_TO DO_
Start at the line with "planner-driven sports agent." in the records below, stop at the line with "let mut keys", and return every line in that span exactly, the two end lines included.

_INFORMATION SUPPLIED_
= Beginning of Section =

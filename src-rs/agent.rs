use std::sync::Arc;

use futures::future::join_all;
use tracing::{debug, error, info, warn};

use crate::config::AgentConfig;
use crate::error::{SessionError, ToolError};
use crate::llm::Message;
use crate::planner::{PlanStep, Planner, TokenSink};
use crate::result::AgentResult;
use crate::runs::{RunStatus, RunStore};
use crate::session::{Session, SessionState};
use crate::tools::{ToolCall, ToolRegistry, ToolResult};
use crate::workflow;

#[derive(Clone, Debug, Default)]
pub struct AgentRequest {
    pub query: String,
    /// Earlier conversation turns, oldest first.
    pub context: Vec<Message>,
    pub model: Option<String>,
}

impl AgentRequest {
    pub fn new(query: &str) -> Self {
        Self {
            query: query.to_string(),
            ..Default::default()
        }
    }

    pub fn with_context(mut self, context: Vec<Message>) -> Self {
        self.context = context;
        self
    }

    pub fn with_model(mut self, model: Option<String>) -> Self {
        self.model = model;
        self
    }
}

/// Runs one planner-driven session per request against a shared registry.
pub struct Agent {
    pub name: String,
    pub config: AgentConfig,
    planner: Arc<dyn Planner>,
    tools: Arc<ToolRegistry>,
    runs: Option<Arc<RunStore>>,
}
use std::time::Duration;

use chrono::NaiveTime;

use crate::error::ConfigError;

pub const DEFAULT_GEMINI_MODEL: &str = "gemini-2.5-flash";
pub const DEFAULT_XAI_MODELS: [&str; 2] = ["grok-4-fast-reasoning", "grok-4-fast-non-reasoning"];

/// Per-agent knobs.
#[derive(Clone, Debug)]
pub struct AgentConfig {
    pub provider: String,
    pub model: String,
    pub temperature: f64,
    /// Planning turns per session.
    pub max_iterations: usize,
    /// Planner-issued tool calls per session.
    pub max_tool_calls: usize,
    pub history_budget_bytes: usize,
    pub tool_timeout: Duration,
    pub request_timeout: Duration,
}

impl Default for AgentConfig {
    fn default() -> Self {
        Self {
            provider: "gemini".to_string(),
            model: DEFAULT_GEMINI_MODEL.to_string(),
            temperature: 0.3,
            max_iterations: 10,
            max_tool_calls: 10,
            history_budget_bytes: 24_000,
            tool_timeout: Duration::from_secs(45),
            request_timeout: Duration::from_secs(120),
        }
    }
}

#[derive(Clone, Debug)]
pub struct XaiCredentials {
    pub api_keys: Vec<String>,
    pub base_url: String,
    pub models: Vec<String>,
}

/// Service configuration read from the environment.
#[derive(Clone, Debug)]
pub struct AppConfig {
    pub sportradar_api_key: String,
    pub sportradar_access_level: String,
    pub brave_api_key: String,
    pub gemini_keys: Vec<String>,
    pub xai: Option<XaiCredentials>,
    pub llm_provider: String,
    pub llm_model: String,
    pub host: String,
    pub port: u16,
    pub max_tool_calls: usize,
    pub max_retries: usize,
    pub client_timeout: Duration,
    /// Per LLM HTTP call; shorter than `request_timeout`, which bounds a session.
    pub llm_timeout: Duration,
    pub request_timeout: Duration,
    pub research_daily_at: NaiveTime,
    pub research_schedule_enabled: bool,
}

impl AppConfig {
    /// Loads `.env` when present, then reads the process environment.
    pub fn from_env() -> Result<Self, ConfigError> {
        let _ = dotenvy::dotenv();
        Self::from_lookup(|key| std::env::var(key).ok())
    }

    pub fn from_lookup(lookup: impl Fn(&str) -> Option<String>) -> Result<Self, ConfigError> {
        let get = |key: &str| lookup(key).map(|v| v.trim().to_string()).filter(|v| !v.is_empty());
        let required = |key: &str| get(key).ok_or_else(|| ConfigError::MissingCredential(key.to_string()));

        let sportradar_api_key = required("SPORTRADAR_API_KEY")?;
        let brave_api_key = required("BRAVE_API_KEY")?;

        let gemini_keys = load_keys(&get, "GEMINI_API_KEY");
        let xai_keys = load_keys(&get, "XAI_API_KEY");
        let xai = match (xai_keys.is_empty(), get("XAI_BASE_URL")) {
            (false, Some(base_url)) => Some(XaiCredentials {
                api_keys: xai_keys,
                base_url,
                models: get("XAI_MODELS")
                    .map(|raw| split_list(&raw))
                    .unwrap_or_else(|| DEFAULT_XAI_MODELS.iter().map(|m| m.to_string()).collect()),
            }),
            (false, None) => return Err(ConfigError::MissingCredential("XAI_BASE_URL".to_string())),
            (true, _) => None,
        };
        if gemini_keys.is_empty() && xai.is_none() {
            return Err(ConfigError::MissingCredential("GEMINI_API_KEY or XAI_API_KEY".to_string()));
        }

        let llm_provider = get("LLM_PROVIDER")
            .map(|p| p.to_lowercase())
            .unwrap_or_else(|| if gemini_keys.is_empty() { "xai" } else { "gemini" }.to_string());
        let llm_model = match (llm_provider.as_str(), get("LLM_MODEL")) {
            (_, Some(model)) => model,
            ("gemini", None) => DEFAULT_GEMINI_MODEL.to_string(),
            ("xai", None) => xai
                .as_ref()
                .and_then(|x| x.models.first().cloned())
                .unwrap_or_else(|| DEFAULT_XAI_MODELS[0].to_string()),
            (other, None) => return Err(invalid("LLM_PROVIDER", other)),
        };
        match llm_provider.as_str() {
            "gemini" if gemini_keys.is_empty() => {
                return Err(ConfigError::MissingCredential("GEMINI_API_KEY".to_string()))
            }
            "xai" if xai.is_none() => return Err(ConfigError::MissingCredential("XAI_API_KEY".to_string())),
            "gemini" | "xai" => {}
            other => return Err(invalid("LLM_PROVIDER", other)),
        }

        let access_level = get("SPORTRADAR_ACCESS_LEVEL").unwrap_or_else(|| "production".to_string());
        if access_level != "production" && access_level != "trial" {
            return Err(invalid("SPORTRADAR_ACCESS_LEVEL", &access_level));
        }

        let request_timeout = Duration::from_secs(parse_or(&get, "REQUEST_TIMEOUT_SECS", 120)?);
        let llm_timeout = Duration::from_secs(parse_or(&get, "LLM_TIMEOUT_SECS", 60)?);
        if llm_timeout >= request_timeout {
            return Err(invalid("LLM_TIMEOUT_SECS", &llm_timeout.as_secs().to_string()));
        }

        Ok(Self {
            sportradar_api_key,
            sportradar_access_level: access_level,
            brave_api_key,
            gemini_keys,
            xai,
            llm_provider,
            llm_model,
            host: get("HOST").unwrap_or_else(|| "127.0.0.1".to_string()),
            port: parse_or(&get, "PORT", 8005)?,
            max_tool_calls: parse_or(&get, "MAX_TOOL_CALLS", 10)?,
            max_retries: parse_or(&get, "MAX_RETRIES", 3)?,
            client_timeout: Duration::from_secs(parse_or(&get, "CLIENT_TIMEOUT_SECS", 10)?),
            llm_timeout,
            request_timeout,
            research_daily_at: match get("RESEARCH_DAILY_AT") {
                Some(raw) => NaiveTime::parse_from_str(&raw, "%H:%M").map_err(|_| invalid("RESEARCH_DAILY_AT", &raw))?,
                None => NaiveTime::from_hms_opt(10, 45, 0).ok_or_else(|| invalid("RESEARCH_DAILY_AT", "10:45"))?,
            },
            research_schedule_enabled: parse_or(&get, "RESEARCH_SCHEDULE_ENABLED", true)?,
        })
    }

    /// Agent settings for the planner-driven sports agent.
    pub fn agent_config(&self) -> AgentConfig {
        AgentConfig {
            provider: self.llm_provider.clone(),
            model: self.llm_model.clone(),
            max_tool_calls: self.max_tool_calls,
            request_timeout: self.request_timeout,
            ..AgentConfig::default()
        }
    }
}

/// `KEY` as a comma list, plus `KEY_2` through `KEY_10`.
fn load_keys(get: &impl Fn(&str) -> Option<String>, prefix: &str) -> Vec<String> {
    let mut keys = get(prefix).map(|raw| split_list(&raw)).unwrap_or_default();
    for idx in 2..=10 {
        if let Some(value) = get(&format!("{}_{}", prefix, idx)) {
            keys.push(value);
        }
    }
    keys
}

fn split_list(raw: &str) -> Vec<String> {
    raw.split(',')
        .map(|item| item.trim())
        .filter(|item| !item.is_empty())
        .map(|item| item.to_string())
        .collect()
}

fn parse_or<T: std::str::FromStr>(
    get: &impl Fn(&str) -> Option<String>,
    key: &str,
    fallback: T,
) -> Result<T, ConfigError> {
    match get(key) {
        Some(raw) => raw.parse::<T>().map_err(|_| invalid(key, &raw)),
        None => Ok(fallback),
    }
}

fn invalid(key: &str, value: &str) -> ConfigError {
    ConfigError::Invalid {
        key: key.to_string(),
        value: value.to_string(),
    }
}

= End of Section =

_EXPECTED ANSWER_
    /// Agent settings for the planner-driven sports agent.
    pub fn agent_config(&self) -> AgentConfig {
        AgentConfig {
            provider: self.llm_provider.clone(),
            model: self.llm_model.clone(),
            max_tool_calls: self.max_tool_calls,
            request_timeout: self.request_timeout,
            ..AgentConfig::default()
        }
    }
}

/// `KEY` as a comma list, plus `KEY_2` through `KEY_10`.
fn load_keys(get: &impl Fn(&str) -> Option<String>, prefix: &str) -> Vec<String> {
    let mut keys = get(prefix).map(|raw| split_list(&raw)).unwrap_or_default();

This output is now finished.